Taking a Note from Youth Soccer
The past two guest posts from Bill Patton about what we can do to put an end to gamesmanship and cheating in junior tennis have sparked some passionate discussion.
I’m at the beach this week with my extended family and was talking with my sister-in-law about my niece and nephew’s youth soccer experiences. They are 7 and 9, respectively, and are just embarking on the Youth Sports Journey.
Earlier in the day, I was kicking around a soccer ball with Max and Sadie, trying to get the ball away from the two of them without twisting an ankle on the powdery sand (note: soccer is NOT my best sport!). Their foot skills and quickness were pretty impressive. When I was talking with their mom about what soccer looks like at their ages, she was telling me about the technical development and tactical lessons they are now learning on the field. The conversation turned to the Women’s World Cup and my lack of knowledge of the rules of the game despite the fact that all three of my kids played at some point in their early years.

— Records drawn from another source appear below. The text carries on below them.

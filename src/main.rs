fn main() {
    tinycurl::cli::run();
}
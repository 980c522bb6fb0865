//! HTTP request building and execution
//!
//! [`RequestBuilder`] owns the validation and failure-translation logic and
//! talks to the network only through the [`Transport`] trait.
//! [`ReqwestTransport`] is the production implementation.

pub mod request;
pub mod response;
pub mod reqwest_transport;
pub mod transport;

pub use request::{encode_form, RequestBuilder};
pub use reqwest_transport::ReqwestTransport;
pub use response::Response;
pub use transport::{Transport, TransportOption, TransportOutcome};
//! Transport abstraction used by the request builder

use crate::config::HttpMethod;
use url::Url;

/// The closed set of options a [`Transport`] understands
#[derive(Debug, Clone, PartialEq, Eq)]
pub enum TransportOption {
    Url(Url),
    Method(HttpMethod),
    /// Follow `Location` headers on 3xx responses
    FollowLocation(bool),
    /// Hand the body back to the caller instead of writing it out
    ReturnTransfer(bool),
    /// Form encoded request body
    PostFields(String),
}

/// Result of a single [`Transport::execute`] call
#[derive(Debug, Clone, PartialEq, Eq)]
pub enum TransportOutcome {
    Body(String),
    Completed,
    /// Details are available through `last_error_code`/`last_error_message`
    /// until the next call to `execute`.
    Failed,
}

/// Performs the actual network exchange on behalf of a request builder.
pub trait Transport {
    fn configure(&mut self, option: TransportOption);

    /// Run the exchange synchronously with the options configured so far.
    fn execute(&mut self) -> TransportOutcome;

    fn last_error_code(&self) -> i32;

    fn last_error_message(&self) -> String;
}

impl<T: Transport + ?Sized> Transport for &mut T {
    fn configure(&mut self, option: TransportOption) {
        (**self).configure(option)
    }

    fn execute(&mut self) -> TransportOutcome {
        (**self).execute()
    }

    fn last_error_code(&self) -> i32 {
        (**self).last_error_code()
    }

    fn last_error_message(&self) -> String {
        (**self).last_error_message()
    }
}

impl<T: Transport + ?Sized> Transport for Box<T> {
    fn configure(&mut self, option: TransportOption) {
        (**self).configure(option)
    }

    fn execute(&mut self) -> TransportOutcome {
        (**self).execute()
    }

    fn last_error_code(&self) -> i32 {
        (**self).last_error_code()
    }

    fn last_error_message(&self) -> String {
        (**self).last_error_message()
    }
}
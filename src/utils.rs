//! Utility functions and helpers

use crate::error::{CurlError, Result};
use std::time::Duration;
use url::Url;

/// Schemes the request builder accepts
pub const SUPPORTED_SCHEMES: &[&str] = &["http", "https"];

/// URL validation and parsing utilities
pub struct UrlUtils;

impl UrlUtils {
    /// Validate and normalize an absolute URL.
    ///
    /// Unlike a browser address bar, no scheme is guessed: `example.com` is
    /// rejected, as are empty input, unsupported schemes and URLs without a host.
    pub fn validate_url(input: &str) -> Result<Url> {
        let trimmed = input.trim();
        if trimmed.is_empty() {
            return Err(CurlError::InvalidUrl("empty URL".to_string()));
        }

        let url = Url::parse(trimmed)
            .map_err(|e| CurlError::InvalidUrl(format!("Invalid URL '{}': {}", input, e)))?;

        if !SUPPORTED_SCHEMES.contains(&url.scheme()) {
            return Err(CurlError::InvalidUrl(format!(
                "Unsupported scheme '{}' in '{}'",
                url.scheme(),
                input
            )));
        }

        match url.host_str() {
            Some(host) if !host.is_empty() => Ok(url),
            _ => Err(CurlError::InvalidUrl(format!("Missing host in '{}'", input))),
        }
    }
}

/// String utilities
pub struct StringUtils;

impl StringUtils {
    /// Parse a `key=value` form field. The value may be empty or contain `=`.
    pub fn parse_field(input: &str) -> Result<(String, String)> {
        match input.split_once('=') {
            Some((key, value)) if !key.is_empty() => Ok((key.to_string(), value.to_string())),
            _ => Err(CurlError::Config(format!(
                "Invalid form field: '{}'. Expected 'key=value'",
                input
            ))),
        }
    }

    /// Parse timeout values (supports suffixes like 's', 'm', 'h')
    pub fn parse_timeout(input: &str) -> Result<Duration> {
        if let Ok(seconds) = input.parse::<u64>() {
            return Ok(Duration::from_secs(seconds));
        }

        let (number_part, suffix) = if let Some(stripped) = input.strip_suffix('s') {
            (stripped, 1)
        } else if let Some(stripped) = input.strip_suffix('m') {
            (stripped, 60)
        } else if let Some(stripped) = input.strip_suffix('h') {
            (stripped, 3600)
        } else {
            return Err(CurlError::Config(format!(
                "Invalid timeout format: '{}'. Use number with optional suffix (s/m/h)",
                input
            )));
        };

        let number: u64 = number_part
            .parse()
            .map_err(|_| CurlError::Config(format!("Invalid timeout number: '{}'", number_part)))?;

        Ok(Duration::from_secs(number * suffix))
    }
}

#[cfg(test)]
mod tests {
    use super::{StringUtils, UrlUtils};
    use crate::error::CurlError;
    use std::time::Duration;

    #[test]
    fn validate_url_rejects_invalid_input() {
        for input in ["", "   ", "invalid-url", "example.com", "http://", "/relative/path"] {
            let err = UrlUtils::validate_url(input).expect_err(input);
            assert!(matches!(err, CurlError::InvalidUrl(_)), "{input}");
        }
    }

    #[test]
    fn validate_url_rejects_unsupported_scheme() {
        let err = UrlUtils::validate_url("mailto:user@example.com").expect_err("no host");
        assert!(matches!(err, CurlError::InvalidUrl(_)));
        let err = UrlUtils::validate_url("ftp://example.com/file").expect_err("ftp");
        assert!(matches!(err, CurlError::InvalidUrl(_)));
    }

    #[test]
    fn validate_url_accepts_and_normalizes() {
        let url = UrlUtils::validate_url("HTTP://Example.com").expect("valid url");
        assert_eq!(url.as_str(), "http://example.com/");

        let url = UrlUtils::validate_url("https://example.com/path?q=1").expect("valid url");
        assert_eq!(url.scheme(), "https");
        assert_eq!(url.path(), "/path");
        assert_eq!(url.query(), Some("q=1"));
    }

    #[test]
    fn parse_field_splits_on_first_equals() {
        assert_eq!(
            StringUtils::parse_field("a=1").expect("field"),
            ("a".to_string(), "1".to_string())
        );
        assert_eq!(
            StringUtils::parse_field("expr=x=y").expect("field"),
            ("expr".to_string(), "x=y".to_string())
        );
        assert_eq!(
            StringUtils::parse_field("empty=").expect("field"),
            ("empty".to_string(), String::new())
        );

        for input in ["missing", "=value"] {
            let err = StringUtils::parse_field(input).expect_err("invalid field");
            assert!(matches!(err, CurlError::Config(_)));
        }
    }

    #[test]
    fn parse_timeout_parses_suffixes() {
        assert_eq!(
            StringUtils::parse_timeout("10").expect("seconds"),
            Duration::from_secs(10)
        );
        assert_eq!(
            StringUtils::parse_timeout("2m").expect("minutes"),
            Duration::from_secs(120)
        );
        assert_eq!(
            StringUtils::parse_timeout("1h").expect("hours"),
            Duration::from_secs(3600)
        );

        let err = StringUtils::parse_timeout("5x").expect_err("invalid suffix");
        assert!(matches!(err, CurlError::Config(_)));

        let err = StringUtils::parse_timeout("xs").expect_err("invalid number");
        assert!(matches!(err, CurlError::Config(_)));
    }
}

My sister-in-law told me that she was forced to learn and understand the rules when she started volunteering as an official at her kids’ games. That got me thinking . . .
What if USTA developed a weekend class – it could be in-person or web-based – for parents to learn the rules of tennis inside and out, become certified as court monitors, then serve on a volunteer basis as supplemental help to the tournament officials? Instead of getting paid, these parent monitors would receive entry fee credits for their children’s tournaments, helping to offset the expense of junior competition. Monitors would not be permitted to work matches in their own child’s age/gender division, but since most tournaments have multiple divisions, that shouldn’t pose a problem.
It seems there is agreement over the fact that all the on-court antics in junior tennis are hurting our sport and even causing some kids to leave it all together after only one or two tournaments. There have been several efforts by families to use social media to bring attention to the problem in hopes of curtailing it – take a look at the Fair Play Movement and Players Against Cheating – but I’m not sure what kind of impact they’re having so far.
I haven’t thought this all the way through but wanted to put it out there for input and discussion from those of you in the trenches, too. What do you think? Could this be a workable step toward reducing or even eliminating cheating and gamesmanship? Please comment in the space below.